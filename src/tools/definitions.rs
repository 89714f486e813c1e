// SPDX-License-Identifier: Apache-2.0

use tablechat_core::{ParamType, ToolDefinition};

/// Every tool the registry knows how to run
#[derive(Debug, Clone, Copy, PartialEq, Eq)]
pub enum ToolKind {
    ListTables,
    GetTableDetails,
    GetRelatedTables,
    ExecuteSql,
}

impl ToolKind {
    pub const ALL: [ToolKind; 4] = [
        ToolKind::ListTables,
        ToolKind::GetTableDetails,
        ToolKind::GetRelatedTables,
        ToolKind::ExecuteSql,
    ];

    pub fn name(&self) -> &'static str {
        match self {
            ToolKind::ListTables => "list_tables",
            ToolKind::GetTableDetails => "get_table_details",
            ToolKind::GetRelatedTables => "get_related_tables",
            ToolKind::ExecuteSql => "execute_sql",
        }
    }

    pub fn from_name(name: &str) -> Option<Self> {
        Self::ALL.into_iter().find(|kind| kind.name() == name)
    }

    pub fn definition(&self) -> ToolDefinition {
        match self {
            ToolKind::ListTables => ToolDefinition::new(
                self.name(),
                "List the tables of a Unity Catalog schema. Returns every table name with its type and comment.",
            )
            .param("catalog", ParamType::String, "Catalog name (e.g. demo)", true)
            .param("schema", ParamType::String, "Schema name (e.g. sales)", true),

            ToolKind::GetTableDetails => ToolDefinition::new(
                self.name(),
                "Describe one Unity Catalog table: its type, comment, and every column with data type and comment.",
            )
            .param("catalog", ParamType::String, "Catalog name (e.g. demo)", true)
            .param("schema", ParamType::String, "Schema name (e.g. sales)", true)
            .param("table", ParamType::String, "Table name", true),

            ToolKind::GetRelatedTables => ToolDefinition::new(
                self.name(),
                "Find tables related to a table through foreign keys: tables that reference it and tables it references, with the joining columns.",
            )
            .param("catalog", ParamType::String, "Catalog name (e.g. demo)", true)
            .param("schema", ParamType::String, "Schema name (e.g. sales)", true)
            .param("table", ParamType::String, "Table name", true),

            ToolKind::ExecuteSql => ToolDefinition::new(
                self.name(),
                "Run a read-only SQL query (SELECT, SHOW, EXPLAIN) in a schema and return at most 50 rows.",
            )
            .param("query", ParamType::String, "SQL query to run", true)
            .param("catalog", ParamType::String, "Default catalog for unqualified names", true)
            .param("schema", ParamType::String, "Default schema for unqualified names", true),
        }
    }
}

#[cfg(test)]
mod tests {
    use super::*;

    #[test]
    fn names_round_trip() {
        for kind in ToolKind::ALL {
            assert_eq!(ToolKind::from_name(kind.name()), Some(kind));
            assert_eq!(kind.definition().name, kind.name());
        }
        assert_eq!(ToolKind::from_name("drop_table"), None);
    }

    #[test]
    fn required_parameters() {
        let list = ToolKind::ListTables.definition();
        assert_eq!(list.required_params().collect::<Vec<_>>(), vec!["catalog", "schema"]);

        let details = ToolKind::GetRelatedTables.definition();
        assert_eq!(
            details.required_params().collect::<Vec<_>>(),
            vec!["catalog", "schema", "table"]
        );
    }
}
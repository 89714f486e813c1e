// SPDX-License-Identifier: Apache-2.0

//! Model-facing text for tool results

use std::fmt::Write;

use serde_json::Value;

use tablechat_core::{RelationshipEdge, RelationshipSet, SqlResult, TableDescriptor, TableSummary};

/// Rows shown by `execute_sql`
pub const MAX_SQL_ROWS: usize = 50;

pub const HEURISTIC_NOTE: &str = "Note: these relationships were inferred from `_id` column names, \
not from declared constraints. Some may be wrong and real relationships may be missing.";

pub fn table_list(catalog: &str, schema: &str, tables: &[TableSummary]) -> String {
    if tables.is_empty() {
        return format!("No tables found in schema {}.{}.", catalog, schema);
    }

    let mut out = format!("Tables in {}.{}:\n\n", catalog, schema);
    for table in tables {
        let _ = write!(out, "- {} ({})", table.name, table.table_type);
        if !table.comment.is_empty() {
            let _ = write!(out, ": {}", table.comment);
        }
        out.push('\n');
    }
    out
}

pub fn table_details(table: &TableDescriptor) -> String {
    let mut out = format!("Table: {}\nType: {}\n", table.full_name(), table.table_type);
    if !table.comment.is_empty() {
        let _ = writeln!(out, "Description: {}", table.comment);
    }
    out.push_str("\nColumns:\n");
    for column in &table.columns {
        let _ = write!(out, "- {} ({})", column.name, column.data_type);
        if !column.comment.is_empty() {
            let _ = write!(out, ": {}", column.comment);
        }
        out.push('\n');
    }
    out
}

fn edge_line(out: &mut String, edge: &RelationshipEdge, referencing: &str, referenced: &str) {
    let pairs: Vec<String> = edge
        .columns
        .iter()
        .map(|p| format!("{}.{} -> {}.{}", referencing, p.source, referenced, p.target))
        .collect();
    let _ = writeln!(out, "- {} [{}]: {}", edge.peer_table, edge.constraint, pairs.join(", "));
}

pub fn relationships(set: &RelationshipSet) -> String {
    let mut out = String::new();

    if set.is_empty() {
        let _ = write!(out, "No related tables found for {}.", set.table);
    } else {
        let _ = writeln!(out, "Relationships of {} ({}):", set.table, set.strategy);

        out.push_str("\nReferenced by:\n");
        if set.referenced_by.is_empty() {
            out.push_str("- (none)\n");
        }
        for edge in &set.referenced_by {
            edge_line(&mut out, edge, &edge.peer_table, &set.table);
        }

        out.push_str("\nReferences:\n");
        if set.references.is_empty() {
            out.push_str("- (none)\n");
        }
        for edge in &set.references {
            edge_line(&mut out, edge, &set.table, &edge.peer_table);
        }
    }

    if !set.strategy.is_authoritative() {
        out.push_str("\n\n");
        out.push_str(HEURISTIC_NOTE);
    }
    out
}

fn cell(value: &Value) -> String {
    match value {
        Value::Null => "NULL".to_string(),
        Value::String(s) => s.replace('\n', " "),
        other => other.to_string(),
    }
}

/// Pipe table, at most [`MAX_SQL_ROWS`] rows
pub fn sql_result(result: &SqlResult) -> String {
    if result.rows.is_empty() {
        return format!(
            "Query returned no rows (columns: {}).",
            result.columns.join(", ")
        );
    }

    let mut out = String::new();
    let _ = writeln!(out, "{}", result.columns.join(" | "));
    let _ = writeln!(
        out,
        "{}",
        vec!["---"; result.columns.len().max(1)].join(" | ")
    );
    for row in result.rows.iter().take(MAX_SQL_ROWS) {
        let cells: Vec<String> = row.iter().map(cell).collect();
        let _ = writeln!(out, "{}", cells.join(" | "));
    }
    if result.rows.len() > MAX_SQL_ROWS {
        let _ = writeln!(out, "... {} more rows", result.rows.len() - MAX_SQL_ROWS);
    }
    out
}

#[cfg(test)]
mod tests {
    use super::*;
    use serde_json::json;
    use tablechat_core::{ColumnDescriptor, ColumnPair, RelationshipStrategy};

    #[test]
    fn table_list_lines() {
        let tables = vec![
            TableSummary {
                name: "orders".into(),
                table_type: "MANAGED".into(),
                comment: "order records".into(),
            },
            TableSummary {
                name: "v_orders".into(),
                table_type: "VIEW".into(),
                comment: String::new(),
            },
        ];
        assert_eq!(
            table_list("demo", "sales", &tables),
            "Tables in demo.sales:\n\n- orders (MANAGED): order records\n- v_orders (VIEW)\n"
        );
        assert_eq!(
            table_list("demo", "empty", &[]),
            "No tables found in schema demo.empty."
        );
    }

    #[test]
    fn table_details_lists_columns() {
        let table = TableDescriptor {
            catalog: "demo".into(),
            schema: "sales".into(),
            name: "orders".into(),
            table_type: "MANAGED".into(),
            comment: String::new(),
            columns: vec![
                ColumnDescriptor {
                    name: "id".into(),
                    data_type: "LONG".into(),
                    comment: "primary key".into(),
                },
                ColumnDescriptor {
                    name: "total".into(),
                    data_type: "DECIMAL".into(),
                    comment: String::new(),
                },
            ],
        };
        assert_eq!(
            table_details(&table),
            "Table: demo.sales.orders\nType: MANAGED\n\nColumns:\n- id (LONG): primary key\n- total (DECIMAL)\n"
        );
    }

    #[test]
    fn relationships_use_arrows() {
        let mut set = RelationshipSet::empty("demo.sales.orders", RelationshipStrategy::ExplicitConstraints);
        set.referenced_by.push(RelationshipEdge {
            peer_table: "demo.sales.order_lines".into(),
            constraint: "fk_lines".into(),
            columns: vec![
                ColumnPair { source: "order_id".into(), target: "id".into() },
                ColumnPair { source: "region".into(), target: "region".into() },
            ],
            inferred: false,
        });

        let text = relationships(&set);
        assert!(text.contains(
            "- demo.sales.order_lines [fk_lines]: demo.sales.order_lines.order_id -> demo.sales.orders.id, \
demo.sales.order_lines.region -> demo.sales.orders.region"
        ));
        assert!(text.contains("References:\n- (none)"));
        assert!(!text.contains(HEURISTIC_NOTE));
    }

    #[test]
    fn empty_heuristic_result_still_carries_note() {
        let set = RelationshipSet::empty("demo.sales.orders", RelationshipStrategy::Heuristic);
        let text = relationships(&set);
        assert!(text.starts_with("No related tables found for demo.sales.orders."));
        assert!(text.ends_with(HEURISTIC_NOTE));
    }

    #[test]
    fn sql_result_is_capped() {
        let rows: Vec<Vec<Value>> = (0..53).map(|i| vec![json!(i.to_string()), Value::Null]).collect();
        let text = sql_result(&SqlResult::new(vec!["n".into(), "x".into()], rows));
        let lines: Vec<&str> = text.lines().collect();
        assert_eq!(lines[0], "n | x");
        assert_eq!(lines[1], "--- | ---");
        assert_eq!(lines[2], "0 | NULL");
        assert_eq!(lines.len(), 2 + MAX_SQL_ROWS + 1);
        assert_eq!(lines.last().copied(), Some("... 3 more rows"));
    }

    #[test]
    fn sql_result_without_rows() {
        let text = sql_result(&SqlResult::new(vec!["a".into()], vec![]));
        assert_eq!(text, "Query returned no rows (columns: a).");
    }
}
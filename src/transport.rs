// SPDX-License-Identifier: Apache-2.0

//! Authenticated JSON-over-HTTP calls to the workspace
//!
//! Shared by the serving client and the Unity Catalog backend. Each call
//! carries its own timeout; nothing is retried.

use std::sync::Arc;
use std::time::Duration;

use reqwest::{Client, RequestBuilder, Response, StatusCode};
use serde_json::Value;
use tracing::debug;
use url::Url;

use tablechat_core::{ChatError, ChatResult};

use crate::credentials::CredentialProvider;

pub struct WorkspaceHttp {
    client: Client,
    base: Url,
    credentials: Arc<dyn CredentialProvider>,
}

impl WorkspaceHttp {
    pub fn new(host: &str, credentials: Arc<dyn CredentialProvider>) -> ChatResult<Self> {
        let normalized = if host.starts_with("http://") || host.starts_with("https://") {
            host.to_string()
        } else {
            format!("https://{}", host)
        };
        let base = Url::parse(normalized.trim_end_matches('/')).map_err(|e| {
            ChatError::configuration(format!("Invalid workspace host '{}': {}", host, e))
        })?;

        Ok(Self {
            client: Client::new(),
            base,
            credentials,
        })
    }

    pub fn base_url(&self) -> &Url {
        &self.base
    }

    /// Base URL extended with `segments`, each percent-encoded
    pub fn url(&self, segments: &[&str]) -> ChatResult<Url> {
        let mut url = self.base.clone();
        url.path_segments_mut()
            .map_err(|_| ChatError::configuration("workspace host cannot be a base URL"))?
            .pop_if_empty()
            .extend(segments);
        Ok(url)
    }

    pub async fn get_json(&self, url: Url, query: &[(&str, &str)], timeout: Duration) -> ChatResult<Value> {
        debug!(%url, "GET");
        let request = self.client.get(url).query(query);
        self.send(request, timeout).await
    }

    pub async fn post_json(&self, url: Url, body: &Value, timeout: Duration) -> ChatResult<Value> {
        debug!(%url, "POST");
        let request = self.client.post(url).json(body);
        self.send(request, timeout).await
    }

    async fn send(&self, request: RequestBuilder, timeout: Duration) -> ChatResult<Value> {
        let authorization = self.credentials.authorization()?;

        let response = request
            .header("Authorization", authorization.expose().as_str())
            .header("Content-Type", "application/json")
            .timeout(timeout)
            .send()
            .await
            .map_err(|e| {
                if e.is_timeout() {
                    ChatError::network(format!("request timed out after {}s", timeout.as_secs()))
                } else {
                    ChatError::network(format!("request failed: {}", e))
                }
            })?;

        if response.status() == StatusCode::UNAUTHORIZED {
            debug!("Workspace rejected the credential");
            self.credentials.invalidate();
        }
        read_json(response).await
    }
}

async fn read_json(response: Response) -> ChatResult<Value> {
    let status = response.status();
    let body = response
        .text()
        .await
        .map_err(|e| ChatError::network(format!("failed to read response body: {}", e)))?;

    if !status.is_success() {
        return Err(ChatError::transport(Some(status.as_u16()), error_detail(&body)));
    }

    if body.trim().is_empty() {
        return Ok(Value::Null);
    }
    // A non-JSON success body is kept as a string so callers can still try
    // to read it as a plain-text completion.
    Ok(serde_json::from_str(&body).unwrap_or(Value::String(body)))
}

/// Error body as JSON when it parses, raw text otherwise
pub fn error_detail(body: &str) -> Value {
    serde_json::from_str::<Value>(body).unwrap_or_else(|_| Value::String(body.to_string()))
}

/// Human-readable message from a workspace error payload
pub fn error_message(detail: &Value) -> Option<String> {
    detail["message"]
        .as_str()
        .or_else(|| detail["error"]["message"].as_str())
        .or_else(|| detail["error"].as_str())
        .map(str::to_string)
}
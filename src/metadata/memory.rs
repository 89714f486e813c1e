// SPDX-License-Identifier: Apache-2.0

use std::collections::{BTreeMap, VecDeque};

use async_trait::async_trait;
use parking_lot::Mutex;

use tablechat_core::{
    CatalogBackend, ChatError, ChatResult, SqlResult, StatementRequest,
    TableDescriptor, TableSummary,
};

/// Catalog held in memory, for tests and offline demos.
///
/// Statements are not interpreted: each `execute_statement` pops the next
/// scripted result and records the request.
#[derive(Default)]
pub struct InMemoryCatalog {
    tables: BTreeMap<String, TableDescriptor>,
    scripted: Mutex<VecDeque<ChatResult<SqlResult>>>,
    executed: Mutex<Vec<StatementRequest>>,
}

impl InMemoryCatalog {
    pub fn new() -> Self {
        Self::default()
    }

    pub fn with_table(mut self, table: TableDescriptor) -> Self {
        self.tables.insert(table.full_name(), table);
        self
    }

    /// Queue the result of the next statement
    pub fn push_result(&self, result: ChatResult<SqlResult>) {
        self.scripted.lock().push_back(result);
    }

    /// Statements executed so far, in order
    pub fn executed(&self) -> Vec<StatementRequest> {
        self.executed.lock().clone()
    }
}

#[async_trait]
impl CatalogBackend for InMemoryCatalog {
    fn backend_id(&self) -> &'static str {
        "memory"
    }

    async fn list_tables(&self, catalog: &str, schema: &str) -> ChatResult<Vec<TableSummary>> {
        Ok(self
            .tables
            .values()
            .filter(|t| t.catalog == catalog && t.schema == schema)
            .map(TableDescriptor::summary)
            .collect())
    }

    async fn get_table(&self, full_name: &str) -> ChatResult<TableDescriptor> {
        self.tables.get(full_name).cloned().ok_or_else(|| {
            ChatError::transport(
                Some(404),
                serde_json::json!({
                    "error_code": "TABLE_DOES_NOT_EXIST",
                    "message": format!("Table '{}' does not exist.", full_name),
                }),
            )
        })
    }

    async fn execute_statement(&self, request: &StatementRequest) -> ChatResult<SqlResult> {
        self.executed.lock().push(request.clone());
        self.scripted.lock().pop_front().unwrap_or_else(|| {
            Err(ChatError::transport(
                None,
                serde_json::Value::String(format!(
                    "no scripted result for statement in {}.{}",
                    request.catalog, request.schema
                )),
            ))
        })
    }
}
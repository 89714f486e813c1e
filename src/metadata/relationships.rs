// SPDX-License-Identifier: Apache-2.0

//! Relationship inference
//!
//! Two strategies produce the same [`tablechat_core::RelationshipSet`] shape:
//!
//! - constraint rows from information_schema, grouped per constraint so a
//!   composite key becomes one edge with several column pairs;
//! - `<name>_id` column matching over a schema's columns. Edges built this
//!   way are marked `inferred` and carry a synthesized constraint id.

use std::sync::LazyLock;

use regex::Regex;
use serde_json::Value;

use tablechat_core::{
    qualified_name, ChatError, ChatResult, ColumnPair, RelationshipEdge, SqlResult,
};

static ID_SUFFIX: LazyLock<Regex> =
    LazyLock::new(|| Regex::new(r"(?i)^(.+)_id$").expect("constant pattern compiles"));

/// Text of a result cell; the statements API returns every value as a string
fn cell_text(value: &Value) -> Option<String> {
    match value {
        Value::Null => None,
        Value::String(s) => Some(s.clone()),
        other => Some(other.to_string()),
    }
}

fn required_column(result: &SqlResult, name: &str) -> ChatResult<usize> {
    result.column_index(name).ok_or_else(|| {
        ChatError::response_format(format!(
            "relationship query result has no '{}' column (got {:?})",
            name, result.columns
        ))
    })
}

/// Group constraint rows into edges, keeping first-seen order.
///
/// Rows sharing `(peer_table, constraint_name)` collapse into one edge whose
/// column pairs keep row order.
pub fn group_constraint_rows(result: &SqlResult) -> ChatResult<Vec<RelationshipEdge>> {
    if result.rows.is_empty() {
        return Ok(Vec::new());
    }

    let peer_idx = required_column(result, "peer_table")?;
    let constraint_idx = required_column(result, "constraint_name")?;
    let source_idx = required_column(result, "source_column")?;
    let target_idx = required_column(result, "target_column")?;

    let mut edges: Vec<RelationshipEdge> = Vec::new();
    for row in &result.rows {
        let cell = |idx: usize| row.get(idx).and_then(cell_text);
        let (Some(peer), Some(constraint), Some(source), Some(target)) = (
            cell(peer_idx),
            cell(constraint_idx),
            cell(source_idx),
            cell(target_idx),
        ) else {
            continue;
        };

        let pair = ColumnPair { source, target };
        match edges
            .iter_mut()
            .find(|e| e.peer_table == peer && e.constraint == constraint)
        {
            Some(edge) => edge.columns.push(pair),
            None => edges.push(RelationshipEdge {
                peer_table: peer,
                constraint,
                columns: vec![pair],
                inferred: false,
            }),
        }
    }
    Ok(edges)
}

/// Token of an `_id` column: `customer_id` -> `customer`
pub fn id_token(column: &str) -> Option<String> {
    ID_SUFFIX
        .captures(column)
        .and_then(|c| c.get(1))
        .map(|m| m.as_str().to_ascii_lowercase())
        .filter(|t| !t.trim_matches('_').is_empty())
}

/// Columns of one schema, grouped per table in listing order
#[derive(Debug, Default)]
pub struct SchemaColumns {
    tables: Vec<(String, Vec<String>)>,
}

impl SchemaColumns {
    /// From `(table_name, column_name)` rows
    pub fn from_result(result: &SqlResult) -> ChatResult<Self> {
        let mut columns = Self::default();
        if result.rows.is_empty() {
            return Ok(columns);
        }
        let table_idx = required_column(result, "table_name")?;
        let column_idx = required_column(result, "column_name")?;

        for row in &result.rows {
            let (Some(table), Some(column)) = (
                row.get(table_idx).and_then(cell_text),
                row.get(column_idx).and_then(cell_text),
            ) else {
                continue;
            };
            columns.push(table, column);
        }
        Ok(columns)
    }

    pub fn push(&mut self, table: String, column: String) {
        match self.tables.iter_mut().find(|(t, _)| *t == table) {
            Some((_, cols)) => cols.push(column),
            None => self.tables.push((table, vec![column])),
        }
    }

    fn columns_of(&self, table: &str) -> Option<&[String]> {
        self.tables
            .iter()
            .find(|(t, _)| t.eq_ignore_ascii_case(table))
            .map(|(_, cols)| cols.as_slice())
    }

    fn has_column(&self, table: &str, column: &str) -> bool {
        self.columns_of(table)
            .is_some_and(|cols| cols.iter().any(|c| c.eq_ignore_ascii_case(column)))
    }
}

/// Referenced column guessed for `column` on `referenced`: the same name if
/// that table has it, else `id` if present, else the same name.
fn guess_target(columns: &SchemaColumns, referenced: &str, column: &str) -> String {
    if columns.has_column(referenced, column) {
        column.to_string()
    } else if columns.has_column(referenced, "id") {
        "id".to_string()
    } else {
        column.to_string()
    }
}

fn inferred_constraint(referencing: &str, referenced: &str) -> String {
    format!("{}_{}_inferred", referencing, referenced)
}

fn add_inferred(edges: &mut Vec<RelationshipEdge>, peer: String, constraint: String, pair: ColumnPair) {
    match edges.iter_mut().find(|e| e.constraint == constraint) {
        Some(edge) => edge.columns.push(pair),
        None => edges.push(RelationshipEdge {
            peer_table: peer,
            constraint,
            columns: vec![pair],
            inferred: true,
        }),
    }
}

/// Name-based edges around `table`, as `(referenced_by, references)`.
///
/// A column `<token>_id` on table A is taken to point at table B when
/// `token` occurs, case-insensitively, inside B's name. Self-links are
/// skipped. Matches are approximate in both directions.
pub fn infer_from_names(
    catalog: &str,
    schema: &str,
    table: &str,
    columns: &SchemaColumns,
) -> (Vec<RelationshipEdge>, Vec<RelationshipEdge>) {
    let target_lower = table.to_ascii_lowercase();
    let mut referenced_by = Vec::new();
    let mut references = Vec::new();

    for (other, other_columns) in &columns.tables {
        if other.eq_ignore_ascii_case(table) {
            continue;
        }
        let other_lower = other.to_ascii_lowercase();

        // other.<token>_id -> table
        for column in other_columns {
            let Some(token) = id_token(column) else { continue };
            if target_lower.contains(&token) {
                let pair = ColumnPair {
                    source: column.clone(),
                    target: guess_target(columns, table, column),
                };
                add_inferred(
                    &mut referenced_by,
                    qualified_name(catalog, schema, other),
                    inferred_constraint(other, table),
                    pair,
                );
            }
        }

        // table.<token>_id -> other
        for column in columns.columns_of(table).unwrap_or_default() {
            let Some(token) = id_token(column) else { continue };
            if other_lower.contains(&token) {
                let pair = ColumnPair {
                    source: column.clone(),
                    target: guess_target(columns, other, column),
                };
                add_inferred(
                    &mut references,
                    qualified_name(catalog, schema, other),
                    inferred_constraint(table, other),
                    pair,
                );
            }
        }
    }

    (referenced_by, references)
}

•••

_Requirement:_ Output the material above exactly, but only from the line that carries "a read-only SQL" through the line that carries "for table in".

_Worked solution:_
                "Run a read-only SQL query (SELECT, SHOW, EXPLAIN) in a schema and return at most 50 rows.",
            )
            .param("query", ParamType::String, "SQL query to run", true)
            .param("catalog", ParamType::String, "Default catalog for unqualified names", true)
            .param("schema", ParamType::String, "Default schema for unqualified names", true),
        }
    }
}

#[cfg(test)]
mod tests {
    use super::*;

    #[test]
    fn names_round_trip() {
        for kind in ToolKind::ALL {
            assert_eq!(ToolKind::from_name(kind.name()), Some(kind));
            assert_eq!(kind.definition().name, kind.name());
        }
        assert_eq!(ToolKind::from_name("drop_table"), None);
    }

    #[test]
    fn required_parameters() {
        let list = ToolKind::ListTables.definition();
        assert_eq!(list.required_params().collect::<Vec<_>>(), vec!["catalog", "schema"]);

        let details = ToolKind::GetRelatedTables.definition();
        assert_eq!(
            details.required_params().collect::<Vec<_>>(),
            vec!["catalog", "schema", "table"]
        );
    }
}
repository 89714f486e813c1e
// SPDX-License-Identifier: Apache-2.0

//! Model-facing text for tool results

use std::fmt::Write;

use serde_json::Value;

use tablechat_core::{RelationshipEdge, RelationshipSet, SqlResult, TableDescriptor, TableSummary};

/// Rows shown by `execute_sql`
pub const MAX_SQL_ROWS: usize = 50;

pub const HEURISTIC_NOTE: &str = "Note: these relationships were inferred from `_id` column names, \
not from declared constraints. Some may be wrong and real relationships may be missing.";

pub fn table_list(catalog: &str, schema: &str, tables: &[TableSummary]) -> String {
    if tables.is_empty() {
        return format!("No tables found in schema {}.{}.", catalog, schema);
    }

    let mut out = format!("Tables in {}.{}:\n\n", catalog, schema);
    for table in tables {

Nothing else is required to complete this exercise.